Generate a Precomputed Connectome (Instructions WIP)

If instead of using the provided precomputed connectome, you would like to generate your own, first you need preprocessed BOLD fMRI timecourse data from a set of subjects. Each subject's preprocessed data must contain the same number of timepoints, must be registered to the same MNI152 space, and must be masked with the same MASK. If you are not using the default MNI152_T1_2mm_brain_mask_dil.nii.gz mask file included with FSL, please use pfctoolkit.chunker.generate_chunk_mask to generate a chunk mask file chunk_idx.nii.gz.

Once you have such data, for each subject please create two .npy files.

For a subject with ID SUB001, the first .npy file should be named SUB001.npy and contain the preprocessed BOLD fMRI timecourse data in a numpy array with shape (n_timepoints, n_voxels). The order of the voxels should be determined with nilearn.maskers.NiftiMasker.

The second .npy file should be named SUB001_norms.npy and contain the norms of each voxel's BOLD fMRI timecourse signal in a numpy array with shape (n_voxels,) in the same order as in the first .npy file.

After you have done this for all subjects in your dataset, please place all .npy files in a single "connectome" folder.
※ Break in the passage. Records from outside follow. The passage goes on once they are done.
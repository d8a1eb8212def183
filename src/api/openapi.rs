//! OpenAPI documentation

use axum::Router;
use utoipa::{
    openapi::security::{HttpAuthScheme, HttpBuilder, SecurityScheme},
    Modify, OpenApi,
};
use utoipa_swagger_ui::SwaggerUi;

use crate::api::{appointments, catalog, health};

#[derive(OpenApi)]
#[openapi(
    info(
        title = "Pet Shop API",
        version = "1.0.0",
        description = "Grooming and day-care appointments: booking, pricing and status tracking",
        license(name = "AGPL-3.0", url = "https://www.gnu.org/licenses/agpl-3.0.html")
    ),
    servers(
        (url = "/api/v1", description = "API v1")
    ),
    paths(
        // Health
        health::health_check,
        health::readiness_check,
        // Catalog
        catalog::list_services,
        catalog::create_service,
        catalog::update_service,
        catalog::delete_service,
        catalog::list_day_care_options,
        catalog::create_day_care_option,
        catalog::update_day_care_option,
        catalog::delete_day_care_option,
        // Appointments
        appointments::list_appointments,
        appointments::my_appointments,
        appointments::book_appointment,
        appointments::get_appointment,
        appointments::update_appointment,
        appointments::cancel_appointment,
        appointments::delete_appointment,
        appointments::reconcile_now,
        appointments::appointment_summary,
    ),
    components(
        schemas(
            // Catalog
            catalog::GroomingServiceResponse,
            crate::models::catalog::GroomingService,
            crate::models::catalog::UpsertGroomingService,
            crate::models::catalog::DayCareOption,
            crate::models::catalog::UpsertDayCareOption,
            // Appointments
            crate::models::appointment::Appointment,
            crate::models::appointment::AppointmentView,
            crate::models::appointment::DayCareOptions,
            crate::models::appointment::DayCarePlan,
            crate::models::appointment::CreateAppointment,
            crate::models::appointment::UpdateAppointment,
            crate::models::appointment::AppointmentSummary,
            crate::models::user::MemberRef,
            crate::services::pricing::PriceBreakdown,
            // Enums
            crate::models::enums::AppointmentStatus,
            crate::models::enums::ResolvedStatus,
            crate::models::enums::PetType,
            crate::models::enums::DayCareType,
            // Reconciliation
            crate::services::reconciler::SweepReport,
            crate::services::reconciler::SweepFailure,
            crate::services::reconciler::SweepTrigger,
            // Health
            health::HealthResponse,
            // Errors
            crate::error::ErrorResponse,
        )
    ),
    modifiers(&BearerAuth),
    tags(
        (name = "health", description = "Health check endpoints"),
        (name = "catalog", description = "Grooming services and day-care options"),
        (name = "appointments", description = "Booking, editing and reconciliation of appointments")
    )
)]
pub struct ApiDoc;

/// Registers the `bearer_auth` scheme referenced by protected paths
struct BearerAuth;

impl Modify for BearerAuth {
    fn modify(&self, openapi: &mut utoipa::openapi::OpenApi) {
        if let Some(components) = openapi.components.as_mut() {
            components.add_security_scheme(
                "bearer_auth",
                SecurityScheme::Http(
                    HttpBuilder::new()
                        .scheme(HttpAuthScheme::Bearer)
                        .bearer_format("JWT")
                        .build(),
                ),
            );
        }
    }
}

/// Create the OpenAPI documentation router
pub fn create_openapi_router() -> Router {
    Router::new()
        .merge(SwaggerUi::new("/swagger-ui").url("/api-docs/openapi.json", ApiDoc::openapi()))
}

#[cfg(test)]
mod tests {
    use super::*;

    #[test]
    fn document_lists_appointment_paths_and_bearer_scheme() {
        let doc = ApiDoc::openapi();
        assert!(doc.paths.paths.contains_key("/appointments/{id}/cancel"));
        assert!(doc.paths.paths.contains_key("/day-care-options/{type}"));
        let components = doc.components.expect("components");
        assert!(components.security_schemes.contains_key("bearer_auth"));
    }
}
Next, to generate functional connectivity chunks for the precomputed connectome, run the following script for each chunk index i:

generate_pfc_fc_chunks -b <name of brain mask> -c <path to chunk_idx.nii.gz> -i <index of chunk to process, i> -cs <path to connectome directory containing .npy files> -o <path to output directory>

Please see additional usage instructions with generate_pfc_fc_chunks -h.

Next, to generate combo chunks for the precomputed connectome, run the following script for each chunk index i:

generate_pfc_combo_chunks -b <name of brain mask> -c <path to chunk_idx.nii.gz> -i <index of chunk to process, i> -cs <path to connectome directory containing .npy files> -o <path to output directory>

Please see additional usage instructions with generate_pfc_combo_chunks -h.

Lastly, to generate BOLD timecourse norm and standard-deviation weighted masks for the precomputed connectome, run the following script for each chunk index i:

generate_pfc_weighted_masks -b <name of brain mask> -cs <path to connectome directory containing .npy files> -n <name of precomputed connectome> -o <path to output directory>

Please see additional usage instructions with generate_pfc_weighted_masks -h.

Development

Source code

You can check the latest sources with the command:

git clone https://github.com/thewilliamdrew/pfc-toolkit.git

Help and Support

Documentation

Documentation is located here. (WIP)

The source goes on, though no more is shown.